> WHAT TO DO:
Find the line containing "à jour avec", then output it and every line after it through the end of the listing below, exactly as written.

> RECORDS SHOWN:
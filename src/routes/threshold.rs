use actix_web::{web, HttpResponse};
use chrono::Utc;
use sea_orm::{ActiveModelTrait, ColumnTrait, DatabaseConnection, EntityTrait, QueryFilter, Set};
use serde::{Deserialize, Serialize};

use crate::auth::{require_admin, AuthUser};
use crate::entity::threshold_setting;
use crate::error::AppError;
use crate::response::ApiResponse;
use crate::seed::PROFESSOR_GLOBAL;
use crate::validate;

pub fn config(cfg: &mut web::ServiceConfig) {
    cfg.service(
        web::resource("/thresholds")
            .route(web::get().to(get_thresholds))
            .route(web::put().to(update_threshold)),
    );
}

#[derive(Deserialize)]
#[serde(rename_all = "camelCase")]
struct UpdateThresholdRequest {
    setting_type: Option<String>,
    threshold_days: Option<i32>,
    threshold_hours: Option<i32>,
    warning_percentage: Option<f64>,
}

#[derive(Serialize)]
#[serde(rename_all = "camelCase")]
struct ThresholdSettingDto {
    id: i32,
    setting_type: String,
    threshold_days: i32,
    threshold_hours: i32,
    warning_percentage: f64,
    total_hours: f64,
    updated_at: Option<String>,
}

/// The global professor threshold row, if configured.
pub(crate) async fn global_setting(
    db: &DatabaseConnection,
) -> Result<Option<threshold_setting::Model>, AppError> {
    let setting = threshold_setting::Entity::find()
        .filter(threshold_setting::Column::SettingType.eq(PROFESSOR_GLOBAL))
        .one(db)
        .await?;
    Ok(setting)
}

fn to_dto(s: threshold_setting::Model) -> ThresholdSettingDto {
    let total_hours = s.total_hours();
    ThresholdSettingDto {
        id: s.id,
        setting_type: s.setting_type,
        threshold_days: s.threshold_days,
        threshold_hours: s.threshold_hours,
        warning_percentage: s.warning_percentage,
        total_hours,
        updated_at: s.updated_at.map(|d| d.to_rfc3339()),
    }
}

async fn get_thresholds(
    db: web::Data<DatabaseConnection>,
    auth: AuthUser,
) -> Result<HttpResponse, AppError> {
    require_admin(&auth)?;
    let settings = threshold_setting::Entity::find().all(db.get_ref()).await?;
    let list: Vec<ThresholdSettingDto> = settings.into_iter().map(to_dto).collect();
    Ok(HttpResponse::Ok().json(ApiResponse::data(list)))
}

async fn update_threshold(
    db: web::Data<DatabaseConnection>,
    auth: AuthUser,
    payload: web::Json<UpdateThresholdRequest>,
) -> Result<HttpResponse, AppError> {
    require_admin(&auth)?;

    let setting_type = payload
        .setting_type
        .clone()
        .unwrap_or_else(|| PROFESSOR_GLOBAL.to_string());
    let threshold_days = payload.threshold_days.unwrap_or(0);
    let threshold_hours = payload.threshold_hours.unwrap_or(0);
    let warning_percentage = payload.warning_percentage.unwrap_or(50.0);

    if threshold_days < 0 {
        return Err(AppError::validation_field("Les jours doivent être >= 0.", "thresholdDays"));
    }
    if !(0..=23).contains(&threshold_hours) {
        return Err(AppError::validation_field(
            "Les heures doivent être entre 0 et 23.",
            "thresholdHours",
        ));
    }
    validate::warning_percentage(warning_percentage)?;
    if threshold_days == 0 && threshold_hours == 0 {
        return Err(AppError::business_rule(
            "Le seuil doit être supérieur à 0.",
            "threshold_positive",
        ));
    }

    let now = Utc::now();
    let existing = threshold_setting::Entity::find()
        .filter(threshold_setting::Column::SettingType.eq(setting_type.clone()))
        .one(db.get_ref())
        .await?;

    let updated = match existing {
        Some(setting) => {
            let active = threshold_setting::ActiveModel {
                id: Set(setting.id),
                threshold_days: Set(threshold_days),
                threshold_hours: Set(threshold_hours),
                warning_percentage: Set(warning_percentage),
                updated_by_id: Set(Some(auth.user_id)),
                updated_at: Set(Some(now)),
                ..Default::default()
            };
            threshold_setting::Entity::update(active).exec(db.get_ref()).await?
        }
        None => {
            threshold_setting::ActiveModel {
                setting_type: Set(setting_type),
                threshold_days: Set(threshold_days),
                threshold_hours: Set(threshold_hours),
                warning_percentage: Set(warning_percentage),
                updated_by_id: Set(Some(auth.user_id)),
                created_at: Set(Some(now)),
                updated_at: Set(Some(now)),
                ..Default::default()
            }
            .insert(db.get_ref())
            .await?
        }
    };

    Ok(HttpResponse::Ok()
        .json(ApiResponse::with_message(to_dto(updated), "Seuil mis à jour avec succès.")))
}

> RESULT BELOW:
        .json(ApiResponse::with_message(to_dto(updated), "Seuil mis à jour avec succès.")))
}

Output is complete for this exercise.